3. Functions of Independent Safety Companies
- Sandbox & Containment Systems → secure environments to test AGI without real-world access.
- Tripwire Mechanisms → automatic shutdown/isolation if dangerous behaviors emerge.
- Interpretability Tools → dashboards and frameworks to make AGI reasoning auditable.
- Red-Team Testing → adversarial probing to reveal hidden failure modes.
- Certification Standards → independent safety approval required pre-deployment.
- Continuous Monitoring → post-deployment auditing, since AGI behavior may drift over time.
4. Governance Model
- Funding: Primarily government-backed, with options for multinational co-funding (UN, NATO, G7).
- Independence: Operate outside corporate profit motives and insulated from day-to-day political cycles through an independence charter (similar to central banks).
- Accountability: Transparent reporting to oversight boards composed of scientists, ethicists, and civil society representatives.
- Verification: Authority to audit AGI projects, mandate safety fixes, and block unsafe deployments.
5. Cost Analysis
- Global AI private investment (2024): $252B worldwide; $109.1B in the US; $33.9B into generative AI specifically.
- Public and philanthropic safety funding: tens to low hundreds of millions annually.
- Estimated independent safety network cost: $1–3B annually to establish world-class safety companies across continents.
- Comparative anchors:
- IAEA Regular Budget (2025): €439.5M; Total resources: €757.5M.
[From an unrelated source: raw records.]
//! Field tag schema.
//!
//! A [`Record`] exposes a `'static` list of [`FieldTag`]s describing how each
//! field travels on the wire: its parameter name, whether it may be omitted,
//! and which [`Rule`]s it must satisfy. The list is produced at compile time
//! by `#[derive(Record)]`; nothing here inspects types at runtime.
//!
//! Field values are reached through [`WireValue`], which knows the zero value
//! of a type and how to render it as one or more wire strings.

use std::borrow::Cow;
use std::fmt;

/// A named predicate over a single wire string.
///
/// Predicates are plain functions attached to a field's rules where the
/// record type is defined.
#[derive(Clone, Copy)]
pub struct Predicate {
    /// Rule name reported in validation errors.
    pub name: &'static str,
    /// Returns true when the value is acceptable.
    pub check: fn(&str) -> bool,
}

impl fmt::Debug for Predicate {
    fn fmt(&self, f: &mut fmt::Formatter<'_>) -> fmt::Result {
        f.debug_struct("Predicate").field("name", &self.name).finish()
    }
}

impl PartialEq for Predicate {
    fn eq(&self, other: &Self) -> bool {
        self.name == other.name
    }
}

/// A validation rule declared on a field.
///
/// Apart from [`Rule::Required`], rules are only checked when the field is
/// non-zero, and they apply to every element of a sequence field.
#[derive(Debug, Clone, Copy, PartialEq)]
pub enum Rule {
    /// The field must not be its zero value.
    Required,
    /// An email address.
    Email,
    /// Decimal digits only.
    Number,
    /// Exactly `n` characters.
    Len(usize),
    /// At least `n` characters.
    Min(usize),
    /// At most `n` characters.
    Max(usize),
    /// ISO 3166-1 alpha-2 country code.
    CountryCode,
    /// One of a fixed set of values.
    OneOf(&'static [&'static str]),
    /// A custom predicate.
    Custom(Predicate),
}

impl Rule {
    /// Name of the rule as reported in validation errors.
    #[must_use]
    pub fn name(&self) -> &'static str {
        match self {
            Self::Required => "required",
            Self::Email => "email",
            Self::Number => "number",
            Self::Len(_) => "len",
            Self::Min(_) => "min",
            Self::Max(_) => "max",
            Self::CountryCode => "country_code",
            Self::OneOf(_) => "one_of",
            Self::Custom(p) => p.name,
        }
    }
}

/// Per-field wire contract.
#[derive(Debug, Clone, Copy, PartialEq)]
pub struct FieldTag {
    /// Rust field name.
    pub field: &'static str,
    /// Parameter name on the wire.
    pub wire_name: &'static str,
    /// Whether a zero value may be omitted from the request.
    pub optional: bool,
    /// Validation rules, checked in order.
    pub rules: &'static [Rule],
}

impl FieldTag {
    /// Returns true if the field declares [`Rule::Required`].
    #[must_use]
    pub fn is_required(&self) -> bool {
        self.rules.contains(&Rule::Required)
    }
}

/// A single-valued type that renders as one wire string.
///
/// Implemented for `String`, `bool` and the numeric primitives. String-like
/// enums implement it so they can be used inside `Option` and `Vec` fields.
pub trait WireScalar {
    /// The value as it appears on the wire.
    fn wire_text(&self) -> Cow<'_, str>;

    /// Whether this is the type's zero value.
    fn is_zero(&self) -> bool;
}

/// A field type that can carry a [`FieldTag`].
pub trait WireValue {
    /// Whether the field holds its zero value.
    fn is_zero(&self) -> bool;

    /// The wire strings for this value: one for scalars, one per element for
    /// sequences, none for an absent option.
    fn wire_texts(&self) -> Vec<Cow<'_, str>>;

    /// Fills this value from `previous` during a merge.
    ///
    /// Only `String` fields are backfilled; every other type keeps its
    /// current value.
    fn backfill(&mut self, previous: &Self)
    where
        Self: Sized,
    {
        let _ = previous;
    }
}

impl WireScalar for String {
    fn wire_text(&self) -> Cow<'_, str> {
        Cow::Borrowed(self.as_str())
    }

    fn is_zero(&self) -> bool {
        self.is_empty()
    }
}

impl WireValue for String {
    fn is_zero(&self) -> bool {
        self.is_empty()
    }

    fn wire_texts(&self) -> Vec<Cow<'_, str>> {
        vec![Cow::Borrowed(self.as_str())]
    }

    fn backfill(&mut self, previous: &Self) {
        if self.is_empty() {
            self.clone_from(previous);
        }
    }
}

impl WireScalar for bool {
    fn wire_text(&self) -> Cow<'_, str> {
        Cow::Borrowed(if *self { "true" } else { "false" })
    }

    fn is_zero(&self) -> bool {
        !*self
    }
}

macro_rules! scalar_wire_value {
    ($($ty:ty),* $(,)?) => {
        $(
            impl WireValue for $ty {
                fn is_zero(&self) -> bool {
                    WireScalar::is_zero(self)
                }

                fn wire_texts(&self) -> Vec<Cow<'_, str>> {
                    vec![self.wire_text()]
                }
            }
        )*
    };
}

macro_rules! integer_wire_scalar {
    ($($ty:ty),* $(,)?) => {
        $(
            impl WireScalar for $ty {
                fn wire_text(&self) -> Cow<'_, str> {
                    Cow::Owned(self.to_string())
                }

                fn is_zero(&self) -> bool {
                    *self == 0
                }
            }
        )*
    };
}

macro_rules! float_wire_scalar {
    ($($ty:ty),* $(,)?) => {
        $(
            impl WireScalar for $ty {
                fn wire_text(&self) -> Cow<'_, str> {
                    Cow::Owned(format!("{self:.2}"))
                }

                #[allow(clippy::float_cmp)]
                fn is_zero(&self) -> bool {
                    *self == 0.0
                }
            }
        )*
    };
}

integer_wire_scalar!(u8, u16, u32, u64, usize, i8, i16, i32, i64, isize);
float_wire_scalar!(f32, f64);
scalar_wire_value!(bool, u8, u16, u32, u64, usize, i8, i16, i32, i64, isize, f32, f64);

impl<T: WireScalar> WireValue for Option<T> {
    fn is_zero(&self) -> bool {
        self.as_ref().map_or(true, WireScalar::is_zero)
    }

    fn wire_texts(&self) -> Vec<Cow<'_, str>> {
        self.iter().map(WireScalar::wire_text).collect()
    }
}

impl<T: WireScalar> WireValue for Vec<T> {
    fn is_zero(&self) -> bool {
        self.is_empty()
    }

    fn wire_texts(&self) -> Vec<Cow<'_, str>> {
        self.iter().map(WireScalar::wire_text).collect()
    }
}

/// A tagged field paired with its current value.
pub struct Field<'a> {
    /// The field's wire contract.
    pub tag: &'static FieldTag,
    /// The field's value.
    pub value: &'a dyn WireValue,
}

impl<'a> Field<'a> {
    /// Pairs a tag with a value.
    #[must_use]
    pub fn new(tag: &'static FieldTag, value: &'a dyn WireValue) -> Self {
        Self { tag, value }
    }
}

impl fmt::Debug for Field<'_> {
    fn fmt(&self, f: &mut fmt::Formatter<'_>) -> fmt::Result {
        f.debug_struct("Field")
            .field("tag", self.tag)
            .field("texts", &self.value.wire_texts())
            .finish()
    }
}

/// A record type with a declared wire schema.
///
/// Implement with `#[derive(Record)]` from the `orderbox` crate rather than
/// by hand; the derive keeps [`Record::field_tags`], [`Record::fields`] and
/// [`Record::backfill_from`] in step with the struct definition.
pub trait Record {
    /// Type name used in errors and log events.
    const RECORD_NAME: &'static str;

    /// Tags of every wire-visible field, in declaration order.
    fn field_tags() -> &'static [FieldTag];

    /// Wire-visible fields paired with their current values, in declaration order.
    fn fields(&self) -> Vec<Field<'_>>;

    /// Copies zero-valued, non-optional fields from `previous`.
    ///
    /// Called by [`merge_previous`](crate::merge_previous) after validation.
    fn backfill_from(&mut self, previous: &Self);

    /// Looks up the tag for a wire name.
    fn tag_for(wire_name: &str) -> Option<&'static FieldTag> {
        Self::field_tags().iter().find(|t| t.wire_name == wire_name)
    }
}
- FDA FY2025 budget: ~$7.2B.
- FAA FY2025 request: $21.8B ($26.8B incl. Bipartisan Infrastructure Law).
Conclusion: An AGI safety ecosystem is not only affordable but cheap compared to both AGI research and existing safety regulators in other fields.
6. Benefits & Challenges
Benefits:
- Separation of safety from capability incentives.
- Higher global trust and accountability.
- Scalable, open safety commons available to all nations.
- Proactive rather than reactive risk management.
Challenges:
- Political mistrust between rival nations (US vs China, etc.).
- Overlap between safety research and capability work may require careful information-sharing policies.
- Talent scarcity — top AI researchers are heavily recruited by capability labs; strong incentives needed to attract them into safety roles.
- Enforcement — requires legal authority to prevent rogue actors bypassing certification.
7. Conclusion
Independent, government-funded safety companies represent a practical, scalable first step toward mitigating AGI risk. They are cost-effective, globally beneficial, and avoid the conflicts of interest inherent in current safety research models.
We recommend:
- By 2026 → Governments establish national AGI Safety Companies with independence charters.
- By 2028 → Build a multinational network (UN or NATO-linked) to harmonize safety standards.
- By 2030 → Target global adoption of mandatory third-party AGI safety certification before deployment.
This timeline is ambitious but achievable — and given the stakes, delaying safety infrastructure risks far greater costs than early investment.